The final countdown title isn’t paying homage to the 1980’s hairband Europe and their hit single released in 1986, but instead, it is the final countdown until the current bull market in U.S. stocks (S&P 500) becomes the longest in the modern era. On August 22, 2018, the bull market will be 3,543 days old, and while not the largest gaining bull market of all time (The Great Expansion gained 418%), it has indeed been one for the books. Just last week, Apple became the first U.S. listed company to have a market capitalization of more than one trillion dollars. IBM was the first U.S. listed company to breach one hundred billion dollars in 1987.
So naturally, after climbing for so long, the question that we have been hearing from clients is “when is the market going to turn around and go back down”. We have been asking ourselves the same question for the last few years, especially given the tremendous run in U.S. stocks since the 2016 Presidential election. Many potential catalysts could cause this market to turn around, but the most common reason that the “experts” cite is a general rise in interest rates that could cause an uptick in the default rates for borrowers, businesses and consumers alike. The other-oft cited reason is due to perceived policy actions that could potentially come from Washington like a trade war with the rest of the world.
Many investors haven’t forgotten the tumultuous times of 2008-09 and have been expecting a downturn since 2011. A cursory search reveals a large number of predictions of the market going down every year.

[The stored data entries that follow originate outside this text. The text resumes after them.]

impl<K: Ord, V> RawBSTMap<K, V> {
    /// Finds the node holding `key`.
    pub(crate) fn search<Q>(&self, key: &Q) -> Option<Handle>
    where
        K: Borrow<Q>,
        Q: ?Sized + Ord,
    {
        let mut current = self.root;
        while let Some(handle) = current {
            let node = self.nodes.get(handle);
            current = match key.cmp(node.key.borrow()) {
                Ordering::Less => node.left,
                Ordering::Greater => node.right,
                Ordering::Equal => return Some(handle),
            };
        }
        None
    }

    pub(crate) fn get<Q>(&self, key: &Q) -> Option<&V>
    where
        K: Borrow<Q>,
        Q: ?Sized + Ord,
    {
        self.search(key).map(|handle| &self.nodes.get(handle).value)
    }

    pub(crate) fn get_mut<Q>(&mut self, key: &Q) -> Option<&mut V>
    where
        K: Borrow<Q>,
        Q: ?Sized + Ord,
    {
        let handle = self.search(key)?;
        Some(&mut self.nodes.get_mut(handle).value)
    }

    pub(crate) fn get_key_value<Q>(&self, key: &Q) -> Option<(&K, &V)>
    where
        K: Borrow<Q>,
        Q: ?Sized + Ord,
    {
        self.search(key).map(|handle| self.entry(handle))
    }

    pub(crate) fn contains_key<Q>(&self, key: &Q) -> bool
    where
        K: Borrow<Q>,
        Q: ?Sized + Ord,
    {
        self.search(key).is_some()
    }

    /// Inserts a key-value pair, returning the replaced value if the key was present.
    pub(crate) fn insert(&mut self, key: K, value: V) -> Option<V> {
        let (root, replaced) = self.insert_at(self.root, key, value);
        self.root = Some(root);
        replaced
    }

    fn insert_at(&mut self, link: Option<Handle>, key: K, value: V) -> (Handle, Option<V>) {
        let Some(handle) = link else {
            return (self.nodes.alloc(Node::new(key, value)), None);
        };

        let side = match key.cmp(&self.nodes.get(handle).key) {
            Ordering::Less => Side::Left,
            Ordering::Greater => Side::Right,
            Ordering::Equal => {
                // Shape and counts are untouched by a replacement.
                let replaced = mem::replace(&mut self.nodes.get_mut(handle).value, value);
                return (handle, Some(replaced));
            }
        };

        let child = self.nodes.get(handle).child(side);
        let (child, replaced) = self.insert_at(child, key, value);
        self.nodes.get_mut(handle).set_child(side, Some(child));
        self.update_count(handle);
        (handle, replaced)
    }

    /// Removes `key` from the tree. Missing keys leave the tree untouched.
    pub(crate) fn remove_entry<Q>(&mut self, key: &Q) -> Option<(K, V)>
    where
        K: Borrow<Q>,
        Q: ?Sized + Ord,
    {
        let (root, removed) = self.remove_at(self.root, key);
        self.root = root;
        removed
    }

    fn remove_at<Q>(&mut self, link: Option<Handle>, key: &Q) -> (Option<Handle>, Option<(K, V)>)
    where
        K: Borrow<Q>,
        Q: ?Sized + Ord,
    {
        let Some(handle) = link else {
            return (None, None);
        };

        let side = match key.cmp(self.nodes.get(handle).key.borrow()) {
            Ordering::Less => Side::Left,
            Ordering::Greater => Side::Right,
            Ordering::Equal => return self.splice_out(handle),
        };

        let child = self.nodes.get(handle).child(side);
        let (child, removed) = self.remove_at(child, key);
        if removed.is_some() {
            self.nodes.get_mut(handle).set_child(side, child);
            self.update_count(handle);
        }
        (Some(handle), removed)
    }

    /// Hibbard deletion of the node at `handle`. Returns the subtree root that
    /// takes its place together with the removed entry.
    fn splice_out(&mut self, handle: Handle) -> (Option<Handle>, Option<(K, V)>) {
        let (left, right) = {
            let node = self.nodes.get(handle);
            (node.left, node.right)
        };

        let replacement = match (left, right) {
            (_, None) => left,
            (None, Some(_)) => right,
            (Some(left), Some(right)) => {
                let (right, successor) = self.detach_extreme(right, Side::Left);
                let node = self.nodes.get_mut(successor);
                node.left = Some(left);
                node.right = right;
                self.update_count(successor);
                trace!("promoted successor {successor:?} into the place of {handle:?}");
                Some(successor)
            }
        };

        (replacement, Some(self.nodes.take(handle).into_entry()))
    }

    /// The node with the largest key `<= key` (`Side::Left`) or the smallest
    /// key `>= key` (`Side::Right`).
    pub(crate) fn nearest<Q>(&self, key: &Q, side: Side) -> Option<Handle>
    where
        K: Borrow<Q>,
        Q: ?Sized + Ord,
    {
        self.nearest_at(self.root, key, side)
    }

    fn nearest_at<Q>(&self, link: Option<Handle>, key: &Q, side: Side) -> Option<Handle>
    where
        K: Borrow<Q>,
        Q: ?Sized + Ord,
    {
        let handle = link?;
        let node = self.nodes.get(handle);
        let beyond = match key.cmp(node.key.borrow()) {
            Ordering::Equal => return Some(handle),
            Ordering::Less => Side::Left,
            Ordering::Greater => Side::Right,
        };

        if beyond == side {
            // This node lies on the wrong side of `key`.
            self.nearest_at(node.child(side), key, side)
        } else {
            self.nearest_at(node.child(beyond), key, side).or(Some(handle))
        }
    }

    /// The node with exactly `rank` smaller keys.
    pub(crate) fn select(&self, rank: usize) -> Option<Handle> {
        let mut current = self.root;
        let mut remaining = rank;

        while let Some(handle) = current {
            let node = self.nodes.get(handle);
            let left = self.count(node.left);
            current = match left.cmp(&remaining) {
                Ordering::Greater => node.left,
                Ordering::Less => {
                    remaining -= left + 1;
                    node.right
                }
                Ordering::Equal => return Some(handle),
            };
        }
        None
    }

    pub(crate) fn get_by_rank(&self, rank: usize) -> Option<(&K, &V)> {
        self.select(rank).map(|handle| self.entry(handle))
    }

    pub(crate) fn get_by_rank_mut(&mut self, rank: usize) -> Option<(&K, &mut V)> {
        let handle = self.select(rank)?;
        let node = self.nodes.get_mut(handle);
        Some((&node.key, &mut node.value))
    }

    /// Number of keys strictly less than `key`. `key` need not be present.
    pub(crate) fn rank<Q>(&self, key: &Q) -> usize
    where
        K: Borrow<Q>,
        Q: ?Sized + Ord,
    {
        let mut current = self.root;
        let mut rank = 0;

        while let Some(handle) = current {
            let node = self.nodes.get(handle);
            current = match key.cmp(node.key.borrow()) {
                Ordering::Less => node.left,
                Ordering::Greater => {
                    rank += 1 + self.count(node.left);
                    node.right
                }
                Ordering::Equal => return rank + self.count(node.left),
            };
        }
        rank
    }

    /// Number of keys in `[lo, hi]`.
    pub(crate) fn range_len<Q>(&self, lo: &Q, hi: &Q) -> usize
    where
        K: Borrow<Q>,
        Q: ?Sized + Ord,
    {
        if lo > hi {
            return 0;
        }
        self.rank(hi) - self.rank(lo) + usize::from(self.contains_key(hi))
    }
}

impl<K: Clone, V: Clone> Clone for RawBSTMap<K, V> {
    fn clone(&self) -> Self {
        Self {
            nodes: self.nodes.clone(),
            root: self.root,
        }
    }
}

In the end, it seems as though many investors like to speculate about when the market is going to turn to save their portfolios from any potential bear market that may develop, but many studies have shown that long-term returns aren’t driven based on timing the market, but rather time in the market
. Having time in the market means that eventually, investors will need to go through periods of time where returns are flat to down, but that’s not to say that we advocate investors sit on their hands and watch as the markets move around them. Instead, we support a systematic approach to rebalancing that reviews all of our clients’ portfolios on a recurring basis. This approach allows us to buy low and sell high.
So rather than worrying about which direction the market will move after August 22nd, we would all be better served to focus on that which we can control in their financial lives, grab our favorite guitar and enjoy the ride.